Entries provided.
_ _ _
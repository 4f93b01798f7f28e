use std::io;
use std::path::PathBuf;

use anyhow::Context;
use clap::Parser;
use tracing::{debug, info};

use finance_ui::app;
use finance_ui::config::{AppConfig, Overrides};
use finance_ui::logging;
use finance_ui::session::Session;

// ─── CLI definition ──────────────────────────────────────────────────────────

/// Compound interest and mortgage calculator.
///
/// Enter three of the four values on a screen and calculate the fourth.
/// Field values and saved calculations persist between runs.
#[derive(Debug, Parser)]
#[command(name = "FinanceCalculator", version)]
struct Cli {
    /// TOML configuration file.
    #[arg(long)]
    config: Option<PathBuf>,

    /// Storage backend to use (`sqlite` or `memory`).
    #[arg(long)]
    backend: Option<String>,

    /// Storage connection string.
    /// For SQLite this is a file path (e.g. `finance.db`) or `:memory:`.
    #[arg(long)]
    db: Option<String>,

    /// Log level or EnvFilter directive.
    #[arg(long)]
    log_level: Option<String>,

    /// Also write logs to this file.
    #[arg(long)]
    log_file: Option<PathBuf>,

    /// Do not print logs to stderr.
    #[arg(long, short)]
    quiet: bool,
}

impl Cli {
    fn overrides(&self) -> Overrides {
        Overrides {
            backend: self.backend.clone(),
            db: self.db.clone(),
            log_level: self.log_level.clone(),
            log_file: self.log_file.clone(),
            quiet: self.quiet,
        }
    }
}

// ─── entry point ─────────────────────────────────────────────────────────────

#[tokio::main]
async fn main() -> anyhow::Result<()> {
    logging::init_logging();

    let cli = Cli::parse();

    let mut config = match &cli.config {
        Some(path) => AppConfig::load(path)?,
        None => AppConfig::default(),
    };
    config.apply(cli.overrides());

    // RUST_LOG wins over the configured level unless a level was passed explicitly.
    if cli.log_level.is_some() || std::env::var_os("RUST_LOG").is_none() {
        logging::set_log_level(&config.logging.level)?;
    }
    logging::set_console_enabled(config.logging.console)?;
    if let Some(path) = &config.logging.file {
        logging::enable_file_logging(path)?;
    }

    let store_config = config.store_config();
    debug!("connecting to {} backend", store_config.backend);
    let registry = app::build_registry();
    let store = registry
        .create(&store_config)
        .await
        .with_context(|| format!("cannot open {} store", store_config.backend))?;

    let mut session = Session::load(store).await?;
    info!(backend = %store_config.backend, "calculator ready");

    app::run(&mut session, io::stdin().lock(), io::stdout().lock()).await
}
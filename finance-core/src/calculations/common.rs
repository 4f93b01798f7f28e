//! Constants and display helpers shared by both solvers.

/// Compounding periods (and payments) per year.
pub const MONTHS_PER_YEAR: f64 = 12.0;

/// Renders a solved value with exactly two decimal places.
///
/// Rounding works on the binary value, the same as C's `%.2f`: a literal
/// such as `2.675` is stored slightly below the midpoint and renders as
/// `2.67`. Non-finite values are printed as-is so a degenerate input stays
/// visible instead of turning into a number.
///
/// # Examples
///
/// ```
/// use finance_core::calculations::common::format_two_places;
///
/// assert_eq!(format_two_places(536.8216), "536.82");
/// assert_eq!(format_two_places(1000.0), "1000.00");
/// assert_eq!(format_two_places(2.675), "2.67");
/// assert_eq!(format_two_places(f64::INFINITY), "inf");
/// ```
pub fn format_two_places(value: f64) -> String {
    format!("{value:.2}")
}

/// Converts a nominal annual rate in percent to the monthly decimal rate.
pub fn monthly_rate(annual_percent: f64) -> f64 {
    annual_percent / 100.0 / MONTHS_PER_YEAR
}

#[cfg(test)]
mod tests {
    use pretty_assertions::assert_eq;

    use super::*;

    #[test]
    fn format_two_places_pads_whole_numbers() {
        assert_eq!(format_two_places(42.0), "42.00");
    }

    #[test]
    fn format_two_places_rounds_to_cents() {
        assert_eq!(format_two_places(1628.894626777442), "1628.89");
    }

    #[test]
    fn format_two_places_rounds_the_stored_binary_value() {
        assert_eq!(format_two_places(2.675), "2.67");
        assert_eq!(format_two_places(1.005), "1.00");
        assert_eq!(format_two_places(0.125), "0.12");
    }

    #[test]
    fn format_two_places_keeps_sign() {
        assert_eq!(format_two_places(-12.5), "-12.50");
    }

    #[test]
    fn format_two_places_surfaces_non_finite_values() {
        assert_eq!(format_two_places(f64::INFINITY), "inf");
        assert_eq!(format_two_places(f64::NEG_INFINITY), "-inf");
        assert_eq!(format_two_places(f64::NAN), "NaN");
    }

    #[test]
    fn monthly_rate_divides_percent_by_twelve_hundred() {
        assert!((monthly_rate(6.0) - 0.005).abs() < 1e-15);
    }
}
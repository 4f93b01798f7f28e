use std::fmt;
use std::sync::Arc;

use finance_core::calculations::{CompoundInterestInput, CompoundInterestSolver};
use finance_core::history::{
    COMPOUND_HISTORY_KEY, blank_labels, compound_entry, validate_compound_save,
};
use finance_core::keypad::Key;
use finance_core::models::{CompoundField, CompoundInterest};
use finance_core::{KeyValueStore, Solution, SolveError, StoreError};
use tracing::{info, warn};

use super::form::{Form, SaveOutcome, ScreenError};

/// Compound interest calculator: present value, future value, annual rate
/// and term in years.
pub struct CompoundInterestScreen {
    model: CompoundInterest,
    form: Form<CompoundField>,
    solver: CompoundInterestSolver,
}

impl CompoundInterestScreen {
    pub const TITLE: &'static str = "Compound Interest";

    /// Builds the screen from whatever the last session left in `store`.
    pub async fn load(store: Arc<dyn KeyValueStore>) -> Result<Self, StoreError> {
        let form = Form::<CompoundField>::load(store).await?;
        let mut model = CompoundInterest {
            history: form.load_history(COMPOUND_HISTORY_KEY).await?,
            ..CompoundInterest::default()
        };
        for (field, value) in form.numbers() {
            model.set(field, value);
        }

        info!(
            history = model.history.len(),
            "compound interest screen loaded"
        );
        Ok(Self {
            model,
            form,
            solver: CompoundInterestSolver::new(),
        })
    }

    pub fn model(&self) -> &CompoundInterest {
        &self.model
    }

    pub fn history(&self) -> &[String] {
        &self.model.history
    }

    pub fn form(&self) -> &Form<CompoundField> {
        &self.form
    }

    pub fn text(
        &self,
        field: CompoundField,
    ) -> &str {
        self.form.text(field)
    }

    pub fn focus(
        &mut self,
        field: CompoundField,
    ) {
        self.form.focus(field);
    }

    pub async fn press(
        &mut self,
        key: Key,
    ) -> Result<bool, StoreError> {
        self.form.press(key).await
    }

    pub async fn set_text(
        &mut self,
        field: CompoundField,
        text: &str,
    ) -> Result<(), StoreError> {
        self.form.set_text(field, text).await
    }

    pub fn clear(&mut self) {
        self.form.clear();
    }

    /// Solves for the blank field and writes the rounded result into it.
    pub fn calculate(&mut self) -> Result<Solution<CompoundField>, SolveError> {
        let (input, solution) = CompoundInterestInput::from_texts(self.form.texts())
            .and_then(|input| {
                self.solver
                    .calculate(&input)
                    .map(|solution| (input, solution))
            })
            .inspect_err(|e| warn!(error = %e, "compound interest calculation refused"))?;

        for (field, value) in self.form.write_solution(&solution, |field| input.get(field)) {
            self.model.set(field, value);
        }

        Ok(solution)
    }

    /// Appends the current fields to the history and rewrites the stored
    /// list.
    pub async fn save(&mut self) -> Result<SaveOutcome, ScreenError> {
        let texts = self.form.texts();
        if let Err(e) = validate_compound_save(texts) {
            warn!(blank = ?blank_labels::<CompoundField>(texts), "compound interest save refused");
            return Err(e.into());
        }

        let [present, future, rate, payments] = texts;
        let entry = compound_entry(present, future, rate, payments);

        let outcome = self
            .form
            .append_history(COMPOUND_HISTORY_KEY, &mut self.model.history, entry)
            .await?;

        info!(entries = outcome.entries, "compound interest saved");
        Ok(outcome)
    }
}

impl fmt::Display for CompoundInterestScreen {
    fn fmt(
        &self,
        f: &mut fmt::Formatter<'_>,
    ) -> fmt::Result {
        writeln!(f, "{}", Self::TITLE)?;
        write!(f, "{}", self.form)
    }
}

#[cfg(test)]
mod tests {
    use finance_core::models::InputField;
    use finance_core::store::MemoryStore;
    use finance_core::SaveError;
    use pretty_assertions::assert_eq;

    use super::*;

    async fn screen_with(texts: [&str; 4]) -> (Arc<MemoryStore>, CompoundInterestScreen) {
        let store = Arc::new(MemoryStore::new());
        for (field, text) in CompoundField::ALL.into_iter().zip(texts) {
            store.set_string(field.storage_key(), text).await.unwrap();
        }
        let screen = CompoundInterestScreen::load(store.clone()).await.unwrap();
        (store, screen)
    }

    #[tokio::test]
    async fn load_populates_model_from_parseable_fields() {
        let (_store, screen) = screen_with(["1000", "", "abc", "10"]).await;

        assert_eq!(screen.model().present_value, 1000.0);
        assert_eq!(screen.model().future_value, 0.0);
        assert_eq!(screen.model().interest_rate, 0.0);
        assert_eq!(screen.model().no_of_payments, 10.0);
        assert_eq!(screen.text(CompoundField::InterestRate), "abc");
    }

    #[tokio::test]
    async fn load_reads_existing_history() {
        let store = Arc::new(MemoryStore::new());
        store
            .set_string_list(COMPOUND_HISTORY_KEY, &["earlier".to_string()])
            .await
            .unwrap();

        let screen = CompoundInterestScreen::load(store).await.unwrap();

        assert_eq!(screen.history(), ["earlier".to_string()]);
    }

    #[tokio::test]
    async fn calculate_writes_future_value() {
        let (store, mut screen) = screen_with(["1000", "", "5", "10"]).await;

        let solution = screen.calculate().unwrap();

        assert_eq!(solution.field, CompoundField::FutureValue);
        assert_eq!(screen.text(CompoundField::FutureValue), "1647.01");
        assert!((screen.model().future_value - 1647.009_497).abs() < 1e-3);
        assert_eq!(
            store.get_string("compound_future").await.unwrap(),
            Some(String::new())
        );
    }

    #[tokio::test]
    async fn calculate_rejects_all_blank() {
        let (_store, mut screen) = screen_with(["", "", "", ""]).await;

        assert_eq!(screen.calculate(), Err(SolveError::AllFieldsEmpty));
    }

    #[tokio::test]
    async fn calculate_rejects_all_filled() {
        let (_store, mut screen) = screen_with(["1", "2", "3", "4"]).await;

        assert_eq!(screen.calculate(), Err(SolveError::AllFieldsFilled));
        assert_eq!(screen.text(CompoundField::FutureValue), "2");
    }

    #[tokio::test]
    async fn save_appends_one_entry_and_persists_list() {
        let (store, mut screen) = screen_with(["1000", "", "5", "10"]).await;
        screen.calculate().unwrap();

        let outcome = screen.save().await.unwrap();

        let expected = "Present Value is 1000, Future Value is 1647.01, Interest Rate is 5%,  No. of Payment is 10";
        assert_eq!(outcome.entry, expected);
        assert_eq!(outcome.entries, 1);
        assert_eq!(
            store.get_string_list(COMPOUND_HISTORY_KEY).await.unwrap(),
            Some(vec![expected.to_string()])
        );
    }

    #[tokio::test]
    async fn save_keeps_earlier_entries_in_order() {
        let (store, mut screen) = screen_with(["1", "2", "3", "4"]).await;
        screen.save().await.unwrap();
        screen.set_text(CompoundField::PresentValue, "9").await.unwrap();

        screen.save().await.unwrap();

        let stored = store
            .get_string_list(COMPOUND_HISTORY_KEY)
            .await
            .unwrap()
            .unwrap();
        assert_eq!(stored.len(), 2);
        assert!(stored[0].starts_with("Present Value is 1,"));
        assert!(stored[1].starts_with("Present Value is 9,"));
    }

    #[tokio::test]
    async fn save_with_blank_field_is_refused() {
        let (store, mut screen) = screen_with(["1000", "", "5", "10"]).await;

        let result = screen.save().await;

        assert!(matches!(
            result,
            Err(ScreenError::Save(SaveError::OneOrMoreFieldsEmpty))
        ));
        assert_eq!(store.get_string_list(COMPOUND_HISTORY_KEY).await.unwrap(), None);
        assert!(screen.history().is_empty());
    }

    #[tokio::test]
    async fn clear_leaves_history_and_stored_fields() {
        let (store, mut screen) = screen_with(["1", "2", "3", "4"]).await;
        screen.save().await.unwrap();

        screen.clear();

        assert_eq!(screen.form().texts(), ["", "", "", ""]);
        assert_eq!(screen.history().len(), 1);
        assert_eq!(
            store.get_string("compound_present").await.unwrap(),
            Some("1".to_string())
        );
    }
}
_ _ _
Directions. Every line of the entries that includes "common" must be copied into the answer.

Response box.
filename finance-core/src/calculations/common.rs
/// use finance_core::calculations::common::format_two_places;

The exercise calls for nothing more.